Current Drivers Give First Hall Class Thumbs Up
By Jim Pedley | Managing Editor
Concord, N.C. – Wednesday’s selection of the inaugural class for the NASCAR Hall of Fame has generated a fairly hefty amount of heated discussion among fans and critics. But in the sport’s garages on Thursday, the discussion was nothing but civil and positive.
Driver after driver lined up to say first, that they are thrilled that their sport finally has a place to honor its people and heritage, and second, that the first class is a worthy one.
The Hall is currently under construction in Uptown Charlotte. It’s a massive, modern facitlity which will feature people and artifacts from NASCAR’s past.
There will be cars and uniforms and displays and theaters and plaques.
There are other auto racing halls of fame scattered around the country but the one in Charlotte will be The Hall.
“Cool,” current driver Ryan Newman said.
“Cool as hell,” driver Jeff Burton said.
About time, several other drivers said.
“I think it’s real important for every major sport to have a hall of fame,” Burton said. “I think it’s important to recognize the people that have made a major impact on the sport and have moved this sport and done things that have made it what it is.”
The format for the voting dictated that the first class would be comprised of five drivers who would be culled from a list of 25 nominees.
As a result of Wednesday’s vote, Bill France Sr., Bill France Jr., Dale Earnhardt, Richard Petty and Junior Johnson will be enshrined when the Hall opens next May.
The voting has set the internet chat rooms and letters-to-editors files ablaze. Many of the comments have taken issue with one or more of the people who were elected. Others have taken issue with who was not elected.
Burton said he has zero issues with how the vote – which was cast by a panel of 50 which was made up of former drivers, industry insiders and the media – turned out.
“The easiest classes are going to be the first three or four,” Burton said. “There was nothing you could debate. Well this guy should have gotten in or that guy shouldn’t have gotten in but you couldn’t debate they all didn’t deserve to be in.
“By the way you couldn’t debate that some of the people that didn’t get in this first time they deserved to be in as well. This first two or three processes are going to be pretty easy then they are going to get a little more challenging. I think it’s a great first class. It’s real exciting to see.”
Some current drivers think that perhaps the first class could have been bigger, that by limiting it to just five people, several drivers who warrant first-ballot election got stiffed.

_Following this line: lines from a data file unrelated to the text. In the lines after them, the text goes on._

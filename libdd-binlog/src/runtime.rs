// Copyright 2025-Present Datadog, Inc. https://www.datadoghq.com/
// SPDX-License-Identifier: Apache-2.0

//! Process-wide glue: the runtime owns the site table, the staging-ring
//! registry, the compression thread, and the log file lifecycle.

use crate::aligned::AlignedBuf;
use crate::args::{ArgSlot, LogId};
use crate::compressor;
use crate::config::Config;
use crate::cycles;
use crate::registry::StaticLogInfo;
use crate::staging::{Producer, StagingBuffer, BLOCKED_DIST_BUCKETS};
use crate::LogLevel;
use anyhow::Context;
use parking_lot::{Condvar, Mutex};
use std::fmt::Write as _;
use std::fs::{File, OpenOptions};
use std::path::Path;
use std::sync::atomic::{AtomicBool, AtomicU64, AtomicU8, AtomicUsize, Ordering};
use std::sync::Arc;
use std::thread::JoinHandle;

/// Buckets of the peek-size distribution, each a 5% slice of the staging
/// buffer.
pub(crate) const PEEK_DIST_BUCKETS: usize = 20;

#[derive(Clone, Copy, Debug, PartialEq, Eq)]
pub(crate) enum SyncStatus {
    /// No sync in progress (or the last one finished).
    Completed,
    /// A caller asked for a sync; the compressor owes a full scan pass.
    Requested,
    /// The post-request scan pass is running.
    PerformingSecondPass,
    /// Everything is encoded; the last write has to land.
    WaitingOnIo,
}

pub(crate) struct CondState {
    pub sync_status: SyncStatus,
}

pub(crate) struct BufferRegistry {
    pub list: Vec<Arc<StagingBuffer>>,
    pub next_id: u32,
}

pub(crate) struct Stats {
    pub total_bytes_read: AtomicU64,
    pub total_bytes_written: AtomicU64,
    pub pad_bytes_written: AtomicU64,
    pub logs_processed: AtomicU64,
    pub writes_completed: AtomicU64,
    pub write_failures: AtomicU64,
    pub cycles_compressing: AtomicU64,
    pub peek_dist: [AtomicU64; PEEK_DIST_BUCKETS],
}

impl Default for Stats {
    fn default() -> Stats {
        Stats {
            total_bytes_read: AtomicU64::new(0),
            total_bytes_written: AtomicU64::new(0),
            pad_bytes_written: AtomicU64::new(0),
            logs_processed: AtomicU64::new(0),
            writes_completed: AtomicU64::new(0),
            write_failures: AtomicU64::new(0),
            cycles_compressing: AtomicU64::new(0),
            peek_dist: std::array::from_fn(|_| AtomicU64::new(0)),
        }
    }
}

pub(crate) struct Inner {
    pub config: Config,
    /// The site table; the mutex is taken only on registration and
    /// dictionary persistence.
    pub sites: Mutex<Vec<StaticLogInfo>>,
    /// All live staging rings, scanned round-robin by the compressor.
    pub buffers: Mutex<BufferRegistry>,
    /// Index of the first site the compressor has not persisted yet.
    /// Reset on file rotation so the new file gets a full dictionary.
    pub next_site_to_persist: AtomicUsize,
    pub should_exit: AtomicBool,
    pub cond: Mutex<CondState>,
    pub work_added: Condvar,
    pub sync_completed: Condvar,
    pub level: AtomicU8,
    pub stats: Stats,
}

/// The logging runtime. Construction opens the log file and starts the
/// compression thread; drop syncs, drains, and joins it.
pub struct Runtime {
    inner: Arc<Inner>,
    compressor: Mutex<Option<JoinHandle<()>>>,
}

impl Runtime {
    pub fn new(config: Config) -> anyhow::Result<Runtime> {
        config.validate()?;
        let file = open_log_file(&config.log_file, config.extra_file_flags).with_context(|| {
            format!(
                "could not open the log file {:?}; check permissions or pick \
                 a different path with set_log_file",
                config.log_file
            )
        })?;
        let compressing = AlignedBuf::zeroed(config.output_buffer_size)
            .context("could not allocate the output buffers")?;
        let double = AlignedBuf::zeroed(config.output_buffer_size)
            .context("could not allocate the output buffers")?;

        let inner = Arc::new(Inner {
            config,
            sites: Mutex::new(Vec::new()),
            buffers: Mutex::new(BufferRegistry {
                list: Vec::new(),
                next_id: 0,
            }),
            next_site_to_persist: AtomicUsize::new(0),
            should_exit: AtomicBool::new(false),
            cond: Mutex::new(CondState {
                sync_status: SyncStatus::Completed,
            }),
            work_added: Condvar::new(),
            sync_completed: Condvar::new(),
            level: AtomicU8::new(LogLevel::Notice as u8),
            stats: Stats::default(),
        });
        let runtime = Runtime {
            inner,
            compressor: Mutex::new(None),
        };
        runtime.start_compressor(file, (compressing, double))?;
        Ok(runtime)
    }

    fn start_compressor(&self, file: File, buffers: (AlignedBuf, AlignedBuf)) -> anyhow::Result<()> {
        let inner = self.inner.clone();
        let handle = std::thread::Builder::new()
            .name("binlog-compressor".into())
            .spawn(move || compressor::compression_thread_main(inner, file, buffers))
            .context("could not spawn the compression thread")?;
        *self.compressor.lock() = Some(handle);
        Ok(())
    }

    fn stop_compressor(&self) {
        {
            let _cond = self.inner.cond.lock();
            self.inner.should_exit.store(true, Ordering::Release);
            self.inner.work_added.notify_all();
        }
        if let Some(handle) = self.compressor.lock().take() {
            let _ = handle.join();
        }
        self.inner.should_exit.store(false, Ordering::Release);
    }

    /// Registers a log invocation site and returns its id. Sites are
    /// expected to call this once and cache the result; the table is
    /// append-only.
    pub fn register_site(
        &self,
        severity: LogLevel,
        filename: &str,
        line: u32,
        format: &str,
        slots: Vec<ArgSlot>,
    ) -> LogId {
        let mut sites = self.inner.sites.lock();
        let id = sites.len() as LogId;
        sites.push(StaticLogInfo::new(severity, filename, line, format, slots));
        id
    }

    /// Builds a staging ring for the calling context and registers it with
    /// the compressor. One ring per thread; the handle is the write
    /// license.
    pub fn producer(&self) -> Producer {
        let mut registry = self.inner.buffers.lock();
        let id = registry.next_id;
        registry.next_id += 1;
        let buffer = Arc::new(StagingBuffer::new(id, self.inner.config.staging_buffer_size));
        registry.list.push(buffer.clone());
        Producer::new(
            buffer,
            self.inner.config.max_record_size(),
            self.inner.config.discard_on_full,
        )
    }

    /// Blocks until every record staged before this call is on disk. The
    /// compressor makes one extra full pass after seeing the request, so
    /// records staged immediately before the call are covered.
    pub fn sync(&self) {
        if self.compressor.lock().is_none() {
            return;
        }
        let mut cond = self.inner.cond.lock();
        cond.sync_status = SyncStatus::Requested;
        self.inner.work_added.notify_all();
        while cond.sync_status != SyncStatus::Completed {
            self.inner.sync_completed.wait(&mut cond);
        }
    }

    /// Rotates onto a new log file: syncs, stops the compressor, swaps the
    /// file, resets the dictionary cursor (the new file opens with a fresh
    /// checkpoint and full dictionary), and restarts.
    pub fn set_log_file(&self, path: &Path) -> anyhow::Result<()> {
        let file = open_log_file(path, self.inner.config.extra_file_flags)
            .with_context(|| format!("could not open the new log file {path:?}"))?;
        self.sync();
        self.stop_compressor();

        self.inner.next_site_to_persist.store(0, Ordering::Relaxed);
        let compressing = AlignedBuf::zeroed(self.inner.config.output_buffer_size)
            .context("could not allocate the output buffers")?;
        let double = AlignedBuf::zeroed(self.inner.config.output_buffer_size)
            .context("could not allocate the output buffers")?;
        self.start_compressor(file, (compressing, double))
    }

    pub fn set_log_level(&self, level: LogLevel) {
        self.inner.level.store(level as u8, Ordering::Relaxed);
    }

    pub fn log_level(&self) -> LogLevel {
        LogLevel::from_severity(self.inner.level.load(Ordering::Relaxed))
    }

    /// Human-readable counters of the runtime so far.
    pub fn stats(&self) -> String {
        let stats = &self.inner.stats;
        let events = stats.logs_processed.load(Ordering::Relaxed);
        let bytes_read = stats.total_bytes_read.load(Ordering::Relaxed);
        let bytes_written = stats.total_bytes_written.load(Ordering::Relaxed);
        let pad_bytes = stats.pad_bytes_written.load(Ordering::Relaxed);
        let writes = stats.writes_completed.load(Ordering::Relaxed);
        let failures = stats.write_failures.load(Ordering::Relaxed);
        let compress_seconds = cycles::to_seconds(stats.cycles_compressing.load(Ordering::Relaxed));

        let mut out = String::new();
        let _ = writeln!(
            out,
            "Wrote {events} events ({:.2} MB) with {:.3} seconds spent compressing",
            bytes_written as f64 / 1.0e6,
            compress_seconds,
        );
        let _ = writeln!(
            out,
            "There were {writes} file flushes ({failures} failed) and {pad_bytes} pad bytes",
        );
        if bytes_written > 0 {
            let _ = writeln!(
                out,
                "The compression ratio was {:.2}x ({bytes_read} bytes in, {bytes_written} bytes out)",
                bytes_read as f64 / bytes_written as f64,
            );
        }
        if events > 0 {
            let _ = writeln!(
                out,
                "On average that's {:.1} bytes/event and {:.2} ns/event compressing",
                bytes_written as f64 / events as f64,
                compress_seconds * 1.0e9 / events as f64,
            );
        }
        out
    }

    /// Distribution summaries: consumer peek sizes and per-ring producer
    /// blocking.
    pub fn histograms(&self) -> String {
        let mut out = String::new();
        let _ = writeln!(out, "Distribution of peek() sizes");
        for (i, bucket) in self.inner.stats.peek_dist.iter().enumerate() {
            let _ = writeln!(
                out,
                "\t{:02} - {:02}%: {}",
                i * 100 / PEEK_DIST_BUCKETS,
                (i + 1) * 100 / PEEK_DIST_BUCKETS,
                bucket.load(Ordering::Relaxed)
            );
        }
        let registry = self.inner.buffers.lock();
        for buffer in registry.list.iter() {
            let blocked = buffer.num_times_blocked.load(Ordering::Relaxed);
            let _ = writeln!(
                out,
                "Thread {}:\n\tAllocations   : {}\n\tTimes Blocked : {}",
                buffer.id(),
                buffer.num_allocations.load(Ordering::Relaxed),
                blocked,
            );
            if blocked > 0 {
                let _ = writeln!(
                    out,
                    "\tAvgBlock (ns) : {:.0}\n\tBlock Dist",
                    cycles::to_seconds(buffer.cycles_blocked.load(Ordering::Relaxed)) * 1.0e9
                        / blocked as f64
                );
                debug_assert_eq!(BLOCKED_DIST_BUCKETS, buffer.blocked_dist.len());
                for (i, bucket) in buffer.blocked_dist.iter().enumerate() {
                    let _ = writeln!(
                        out,
                        "\t\t{:4} - {:4} ns: {}",
                        i * 10,
                        (i + 1) * 10,
                        bucket.load(Ordering::Relaxed)
                    );
                }
            }
        }
        out
    }
}

impl Drop for Runtime {
    fn drop(&mut self) {
        self.sync();
        self.stop_compressor();
    }
}

fn open_log_file(path: &Path, extra_flags: i32) -> std::io::Result<File> {
    let mut options = OpenOptions::new();
    options.read(true).append(true).create(true);
    #[cfg(unix)]
    {
        use std::os::unix::fs::OpenOptionsExt;
        options.custom_flags(extra_flags);
        options.mode(0o666);
    }
    #[cfg(not(unix))]
    let _ = extra_flags;
    options.open(path)
}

“I think the first class should have been more than five and five in years afterward,” Tony Stewart said. “There were a lot of other driver that didn’t make the first cut that will make it” in coming years.
“It is so hard to narrow it down to five,” driver Jeff Gordon said. “Those are certainly at the top of my list and I don’t think there were any big surprises. Maybe (David) Pearson but it is hard to narrow it down to five.”
Pearson’s name was worked into a lot of discussions of drivers who did not make it but should have. Pearson won 105 races, second most to Petty’s 200. He won three Cup championships and those came in the only three seasons in which he competed full time.
NASCAR officials revealed that Pearson was among the top eight vote-getters Wednesday. For some in blogs and chat rooms, that was not good enough.
“It kind of pleased me when I looked at all the comments today because I wondered about Pearson myself,” driver Mark Martin said. “I would have liked to have seen them induct a lot more than five the first year because we really needed this thing many, many years ago.
Some have said that two Frances should not have been in the inaugural class. Martin agreed – kind of.
“Also,” Martin said, “who needs to vote Bill France, Sr. and Jr. in? They should have been a fixture in the beginning. That is the history of NASCAR.”